START DATA TO USE

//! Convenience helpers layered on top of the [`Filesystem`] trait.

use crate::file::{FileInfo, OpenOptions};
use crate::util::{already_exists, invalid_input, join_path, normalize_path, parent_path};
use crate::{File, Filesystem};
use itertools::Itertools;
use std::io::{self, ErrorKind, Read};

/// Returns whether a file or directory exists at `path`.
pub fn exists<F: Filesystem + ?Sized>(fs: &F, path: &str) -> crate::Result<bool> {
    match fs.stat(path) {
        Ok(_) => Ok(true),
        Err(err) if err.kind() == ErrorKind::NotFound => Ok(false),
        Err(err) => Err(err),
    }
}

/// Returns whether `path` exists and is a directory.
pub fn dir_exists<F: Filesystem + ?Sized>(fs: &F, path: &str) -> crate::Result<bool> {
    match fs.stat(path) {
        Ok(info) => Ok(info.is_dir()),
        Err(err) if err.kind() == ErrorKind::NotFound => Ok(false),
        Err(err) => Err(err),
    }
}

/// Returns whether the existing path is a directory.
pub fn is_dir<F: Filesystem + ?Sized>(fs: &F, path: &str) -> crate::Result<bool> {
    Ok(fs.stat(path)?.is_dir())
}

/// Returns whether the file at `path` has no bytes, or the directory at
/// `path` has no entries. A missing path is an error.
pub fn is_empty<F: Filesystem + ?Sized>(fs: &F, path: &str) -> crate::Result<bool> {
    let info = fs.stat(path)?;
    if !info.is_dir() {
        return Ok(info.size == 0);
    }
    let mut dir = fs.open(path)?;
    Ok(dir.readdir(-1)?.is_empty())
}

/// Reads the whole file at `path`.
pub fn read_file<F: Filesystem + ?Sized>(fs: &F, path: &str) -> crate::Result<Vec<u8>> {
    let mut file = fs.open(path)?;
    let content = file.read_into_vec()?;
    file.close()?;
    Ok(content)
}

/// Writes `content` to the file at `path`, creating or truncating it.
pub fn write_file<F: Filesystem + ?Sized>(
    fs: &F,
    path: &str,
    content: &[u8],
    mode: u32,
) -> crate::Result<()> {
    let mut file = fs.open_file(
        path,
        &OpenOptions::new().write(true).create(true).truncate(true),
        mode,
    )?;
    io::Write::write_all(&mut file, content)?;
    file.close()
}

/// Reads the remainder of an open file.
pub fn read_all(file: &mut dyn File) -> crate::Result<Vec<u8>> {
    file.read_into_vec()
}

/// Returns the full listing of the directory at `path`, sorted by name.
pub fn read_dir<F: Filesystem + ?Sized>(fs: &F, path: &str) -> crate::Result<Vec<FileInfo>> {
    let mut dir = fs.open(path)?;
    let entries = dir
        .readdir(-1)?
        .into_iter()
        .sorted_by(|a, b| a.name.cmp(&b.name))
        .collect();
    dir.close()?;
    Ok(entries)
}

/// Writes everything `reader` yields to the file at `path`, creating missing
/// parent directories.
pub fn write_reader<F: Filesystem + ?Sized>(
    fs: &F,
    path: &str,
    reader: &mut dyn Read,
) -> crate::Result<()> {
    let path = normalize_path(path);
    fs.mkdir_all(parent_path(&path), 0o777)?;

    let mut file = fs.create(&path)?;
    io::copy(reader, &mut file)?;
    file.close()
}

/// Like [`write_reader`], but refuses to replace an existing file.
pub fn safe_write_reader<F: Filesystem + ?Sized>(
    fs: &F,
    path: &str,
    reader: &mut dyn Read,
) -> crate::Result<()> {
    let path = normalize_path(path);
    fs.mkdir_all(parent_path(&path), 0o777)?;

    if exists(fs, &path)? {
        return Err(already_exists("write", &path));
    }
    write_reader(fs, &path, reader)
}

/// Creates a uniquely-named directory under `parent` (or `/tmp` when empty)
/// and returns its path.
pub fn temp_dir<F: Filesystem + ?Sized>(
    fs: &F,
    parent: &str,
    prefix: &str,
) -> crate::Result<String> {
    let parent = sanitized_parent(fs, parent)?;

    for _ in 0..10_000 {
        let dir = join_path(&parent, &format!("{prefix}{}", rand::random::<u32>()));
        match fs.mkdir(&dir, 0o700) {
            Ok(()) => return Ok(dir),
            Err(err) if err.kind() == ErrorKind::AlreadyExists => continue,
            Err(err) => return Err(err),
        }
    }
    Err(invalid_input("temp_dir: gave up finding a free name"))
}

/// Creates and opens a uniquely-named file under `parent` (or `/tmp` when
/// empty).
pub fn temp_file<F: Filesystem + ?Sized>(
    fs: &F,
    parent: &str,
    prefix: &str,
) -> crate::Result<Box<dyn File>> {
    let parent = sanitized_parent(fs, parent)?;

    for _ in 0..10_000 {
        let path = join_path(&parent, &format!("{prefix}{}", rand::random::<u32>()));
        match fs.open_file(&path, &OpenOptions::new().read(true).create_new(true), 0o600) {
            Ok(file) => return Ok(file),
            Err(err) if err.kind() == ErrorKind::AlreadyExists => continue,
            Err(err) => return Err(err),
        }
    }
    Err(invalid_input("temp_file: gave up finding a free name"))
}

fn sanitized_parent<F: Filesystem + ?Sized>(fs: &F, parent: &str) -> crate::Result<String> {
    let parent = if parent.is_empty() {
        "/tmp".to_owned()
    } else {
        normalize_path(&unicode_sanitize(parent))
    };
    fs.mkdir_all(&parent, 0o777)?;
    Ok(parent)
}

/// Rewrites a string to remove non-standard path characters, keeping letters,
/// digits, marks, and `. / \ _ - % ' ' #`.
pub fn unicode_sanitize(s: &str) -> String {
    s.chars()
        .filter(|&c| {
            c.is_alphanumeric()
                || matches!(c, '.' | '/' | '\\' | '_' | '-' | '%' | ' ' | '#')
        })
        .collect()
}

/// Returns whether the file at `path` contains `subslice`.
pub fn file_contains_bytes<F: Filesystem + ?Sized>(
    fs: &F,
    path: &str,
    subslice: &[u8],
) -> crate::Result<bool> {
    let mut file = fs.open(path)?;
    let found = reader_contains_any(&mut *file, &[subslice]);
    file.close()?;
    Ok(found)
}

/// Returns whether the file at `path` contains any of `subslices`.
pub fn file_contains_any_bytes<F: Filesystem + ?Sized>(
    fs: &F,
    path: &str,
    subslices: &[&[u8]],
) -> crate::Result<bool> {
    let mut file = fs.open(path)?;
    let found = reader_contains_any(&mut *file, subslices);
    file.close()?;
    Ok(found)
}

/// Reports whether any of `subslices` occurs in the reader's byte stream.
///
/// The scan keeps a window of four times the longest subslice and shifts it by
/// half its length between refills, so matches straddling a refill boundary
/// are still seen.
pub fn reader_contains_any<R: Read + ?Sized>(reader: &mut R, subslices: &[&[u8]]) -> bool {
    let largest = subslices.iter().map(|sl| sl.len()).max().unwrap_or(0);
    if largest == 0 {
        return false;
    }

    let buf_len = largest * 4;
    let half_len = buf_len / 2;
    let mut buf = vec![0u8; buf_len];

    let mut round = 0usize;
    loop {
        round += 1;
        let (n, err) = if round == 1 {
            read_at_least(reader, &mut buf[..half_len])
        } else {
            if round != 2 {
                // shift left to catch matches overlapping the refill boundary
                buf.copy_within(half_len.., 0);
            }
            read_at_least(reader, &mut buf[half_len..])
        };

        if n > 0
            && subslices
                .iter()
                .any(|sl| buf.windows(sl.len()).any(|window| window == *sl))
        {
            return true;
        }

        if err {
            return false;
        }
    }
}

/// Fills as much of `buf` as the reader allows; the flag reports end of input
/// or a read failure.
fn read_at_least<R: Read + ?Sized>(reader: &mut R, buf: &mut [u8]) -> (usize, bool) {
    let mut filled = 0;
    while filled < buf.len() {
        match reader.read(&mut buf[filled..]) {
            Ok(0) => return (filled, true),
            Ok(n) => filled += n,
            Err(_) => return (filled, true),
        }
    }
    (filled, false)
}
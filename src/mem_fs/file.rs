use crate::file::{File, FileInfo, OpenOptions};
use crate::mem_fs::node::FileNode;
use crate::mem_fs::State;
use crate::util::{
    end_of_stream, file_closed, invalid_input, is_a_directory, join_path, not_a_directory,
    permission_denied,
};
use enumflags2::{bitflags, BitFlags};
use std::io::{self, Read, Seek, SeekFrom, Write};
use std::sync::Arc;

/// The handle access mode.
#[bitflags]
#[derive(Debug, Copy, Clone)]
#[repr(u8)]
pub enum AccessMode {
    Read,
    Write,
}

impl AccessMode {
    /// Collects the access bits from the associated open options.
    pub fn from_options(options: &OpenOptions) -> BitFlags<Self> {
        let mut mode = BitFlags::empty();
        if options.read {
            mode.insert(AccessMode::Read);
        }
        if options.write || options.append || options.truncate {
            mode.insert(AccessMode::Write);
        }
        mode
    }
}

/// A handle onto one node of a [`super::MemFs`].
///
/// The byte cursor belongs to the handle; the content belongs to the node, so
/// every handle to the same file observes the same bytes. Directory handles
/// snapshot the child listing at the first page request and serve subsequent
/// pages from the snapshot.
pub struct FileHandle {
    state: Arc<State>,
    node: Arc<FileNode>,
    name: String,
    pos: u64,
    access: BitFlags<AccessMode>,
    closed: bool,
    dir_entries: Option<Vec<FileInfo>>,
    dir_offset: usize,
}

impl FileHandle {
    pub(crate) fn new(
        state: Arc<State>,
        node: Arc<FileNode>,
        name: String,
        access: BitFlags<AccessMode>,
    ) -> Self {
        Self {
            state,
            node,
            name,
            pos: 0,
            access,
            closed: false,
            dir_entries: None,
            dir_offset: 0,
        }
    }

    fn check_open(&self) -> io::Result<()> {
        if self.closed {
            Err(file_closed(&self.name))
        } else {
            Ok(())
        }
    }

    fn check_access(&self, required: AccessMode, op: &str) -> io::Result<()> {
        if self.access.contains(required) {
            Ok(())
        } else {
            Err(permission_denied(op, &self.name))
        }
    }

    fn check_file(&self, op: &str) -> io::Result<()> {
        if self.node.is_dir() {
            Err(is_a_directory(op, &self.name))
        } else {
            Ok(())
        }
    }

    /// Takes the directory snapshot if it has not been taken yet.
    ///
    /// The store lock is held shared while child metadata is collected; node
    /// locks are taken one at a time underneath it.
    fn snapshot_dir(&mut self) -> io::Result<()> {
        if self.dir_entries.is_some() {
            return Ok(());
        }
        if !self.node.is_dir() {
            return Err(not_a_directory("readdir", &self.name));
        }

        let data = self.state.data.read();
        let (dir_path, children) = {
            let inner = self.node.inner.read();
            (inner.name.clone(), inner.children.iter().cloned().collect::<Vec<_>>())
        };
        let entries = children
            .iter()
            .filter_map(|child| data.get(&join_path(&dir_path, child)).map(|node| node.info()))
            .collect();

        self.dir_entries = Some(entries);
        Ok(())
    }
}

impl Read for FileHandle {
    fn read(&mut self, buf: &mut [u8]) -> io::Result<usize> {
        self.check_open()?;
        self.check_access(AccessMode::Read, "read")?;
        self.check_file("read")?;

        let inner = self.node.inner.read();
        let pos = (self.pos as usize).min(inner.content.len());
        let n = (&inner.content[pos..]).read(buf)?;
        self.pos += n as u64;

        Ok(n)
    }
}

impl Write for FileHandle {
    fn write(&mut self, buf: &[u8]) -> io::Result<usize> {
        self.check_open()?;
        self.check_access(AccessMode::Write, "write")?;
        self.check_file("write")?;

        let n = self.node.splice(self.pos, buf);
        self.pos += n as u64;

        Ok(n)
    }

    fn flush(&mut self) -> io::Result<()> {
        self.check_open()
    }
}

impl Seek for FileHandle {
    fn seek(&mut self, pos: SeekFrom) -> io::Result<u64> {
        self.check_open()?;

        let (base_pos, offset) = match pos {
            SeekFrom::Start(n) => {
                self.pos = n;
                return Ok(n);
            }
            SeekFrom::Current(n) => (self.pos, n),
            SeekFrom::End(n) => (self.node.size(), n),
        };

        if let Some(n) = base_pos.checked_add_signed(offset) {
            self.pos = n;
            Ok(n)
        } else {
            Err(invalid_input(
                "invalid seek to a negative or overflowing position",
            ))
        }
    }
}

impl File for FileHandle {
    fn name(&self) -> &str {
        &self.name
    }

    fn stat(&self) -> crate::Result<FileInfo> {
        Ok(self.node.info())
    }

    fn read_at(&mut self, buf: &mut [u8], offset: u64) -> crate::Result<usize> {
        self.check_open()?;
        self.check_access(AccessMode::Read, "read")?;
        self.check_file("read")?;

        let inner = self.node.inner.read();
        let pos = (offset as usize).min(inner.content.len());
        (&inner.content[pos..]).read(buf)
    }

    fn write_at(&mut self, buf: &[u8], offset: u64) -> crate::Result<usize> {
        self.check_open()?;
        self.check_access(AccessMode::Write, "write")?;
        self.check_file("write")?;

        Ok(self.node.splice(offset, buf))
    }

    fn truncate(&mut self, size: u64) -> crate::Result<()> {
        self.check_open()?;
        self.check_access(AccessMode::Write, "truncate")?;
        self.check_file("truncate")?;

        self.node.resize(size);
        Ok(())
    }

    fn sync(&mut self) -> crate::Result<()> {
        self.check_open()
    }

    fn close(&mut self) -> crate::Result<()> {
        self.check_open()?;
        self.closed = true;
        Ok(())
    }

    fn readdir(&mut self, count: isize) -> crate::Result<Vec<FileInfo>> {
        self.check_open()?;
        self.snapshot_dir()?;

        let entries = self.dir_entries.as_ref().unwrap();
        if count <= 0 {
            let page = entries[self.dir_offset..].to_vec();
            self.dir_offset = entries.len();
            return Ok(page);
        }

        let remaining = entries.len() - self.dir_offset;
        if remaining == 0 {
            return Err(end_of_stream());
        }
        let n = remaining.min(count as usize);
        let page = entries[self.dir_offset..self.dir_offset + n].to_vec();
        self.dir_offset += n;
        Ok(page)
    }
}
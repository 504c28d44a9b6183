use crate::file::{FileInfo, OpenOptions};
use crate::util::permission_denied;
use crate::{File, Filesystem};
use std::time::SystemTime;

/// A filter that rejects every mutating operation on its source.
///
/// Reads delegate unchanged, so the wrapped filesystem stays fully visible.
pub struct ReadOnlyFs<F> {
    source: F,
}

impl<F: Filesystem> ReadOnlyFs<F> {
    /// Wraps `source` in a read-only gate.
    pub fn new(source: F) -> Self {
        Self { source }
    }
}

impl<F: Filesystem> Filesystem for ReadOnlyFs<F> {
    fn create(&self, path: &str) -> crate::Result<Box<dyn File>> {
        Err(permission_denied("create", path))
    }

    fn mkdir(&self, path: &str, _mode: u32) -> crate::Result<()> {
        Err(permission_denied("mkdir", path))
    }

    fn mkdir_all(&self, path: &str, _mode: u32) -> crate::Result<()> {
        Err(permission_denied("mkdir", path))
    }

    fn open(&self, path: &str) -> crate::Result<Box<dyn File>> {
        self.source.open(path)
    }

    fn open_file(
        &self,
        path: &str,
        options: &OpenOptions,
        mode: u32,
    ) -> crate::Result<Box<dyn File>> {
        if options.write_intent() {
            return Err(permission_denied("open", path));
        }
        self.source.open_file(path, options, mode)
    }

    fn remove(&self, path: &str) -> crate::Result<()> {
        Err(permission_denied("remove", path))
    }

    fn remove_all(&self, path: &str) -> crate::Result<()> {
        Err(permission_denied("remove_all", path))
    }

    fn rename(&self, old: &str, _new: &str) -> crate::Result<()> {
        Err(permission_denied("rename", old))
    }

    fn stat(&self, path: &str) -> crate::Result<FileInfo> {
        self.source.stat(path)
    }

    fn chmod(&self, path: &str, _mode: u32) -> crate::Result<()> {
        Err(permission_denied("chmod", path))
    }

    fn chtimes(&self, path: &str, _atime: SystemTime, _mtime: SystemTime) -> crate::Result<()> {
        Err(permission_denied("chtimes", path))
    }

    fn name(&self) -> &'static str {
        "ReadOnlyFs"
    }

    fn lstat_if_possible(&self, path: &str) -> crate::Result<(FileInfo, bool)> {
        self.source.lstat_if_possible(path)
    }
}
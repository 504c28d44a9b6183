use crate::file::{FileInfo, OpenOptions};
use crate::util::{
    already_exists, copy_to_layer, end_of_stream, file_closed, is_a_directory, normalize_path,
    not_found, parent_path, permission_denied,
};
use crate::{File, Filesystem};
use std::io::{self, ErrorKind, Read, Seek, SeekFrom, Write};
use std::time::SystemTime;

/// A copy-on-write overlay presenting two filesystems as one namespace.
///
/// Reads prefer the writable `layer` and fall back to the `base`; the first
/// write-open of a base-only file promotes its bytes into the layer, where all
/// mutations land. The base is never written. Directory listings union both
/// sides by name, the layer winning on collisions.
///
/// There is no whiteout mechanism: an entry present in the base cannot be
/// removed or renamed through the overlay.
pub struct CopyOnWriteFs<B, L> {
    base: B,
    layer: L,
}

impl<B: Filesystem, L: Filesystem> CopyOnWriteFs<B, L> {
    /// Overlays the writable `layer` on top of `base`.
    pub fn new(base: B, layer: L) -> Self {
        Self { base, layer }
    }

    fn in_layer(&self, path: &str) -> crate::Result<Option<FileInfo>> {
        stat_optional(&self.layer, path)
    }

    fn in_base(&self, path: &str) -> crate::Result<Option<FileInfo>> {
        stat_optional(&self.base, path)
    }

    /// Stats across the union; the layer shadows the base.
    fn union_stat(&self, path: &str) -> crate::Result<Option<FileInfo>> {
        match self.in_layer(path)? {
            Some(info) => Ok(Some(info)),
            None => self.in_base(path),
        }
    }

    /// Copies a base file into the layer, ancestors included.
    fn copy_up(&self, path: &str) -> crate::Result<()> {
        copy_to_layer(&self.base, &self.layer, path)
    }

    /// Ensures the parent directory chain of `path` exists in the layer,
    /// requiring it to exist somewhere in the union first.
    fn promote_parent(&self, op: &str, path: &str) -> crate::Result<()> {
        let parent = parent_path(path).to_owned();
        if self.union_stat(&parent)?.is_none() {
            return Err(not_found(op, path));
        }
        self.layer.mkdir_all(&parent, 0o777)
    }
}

END DATA TO USE

## TASK DETAILS
Tell how many lines above contain the word "random". Nothing but the number is needed.

## WRITTEN SOLUTION
2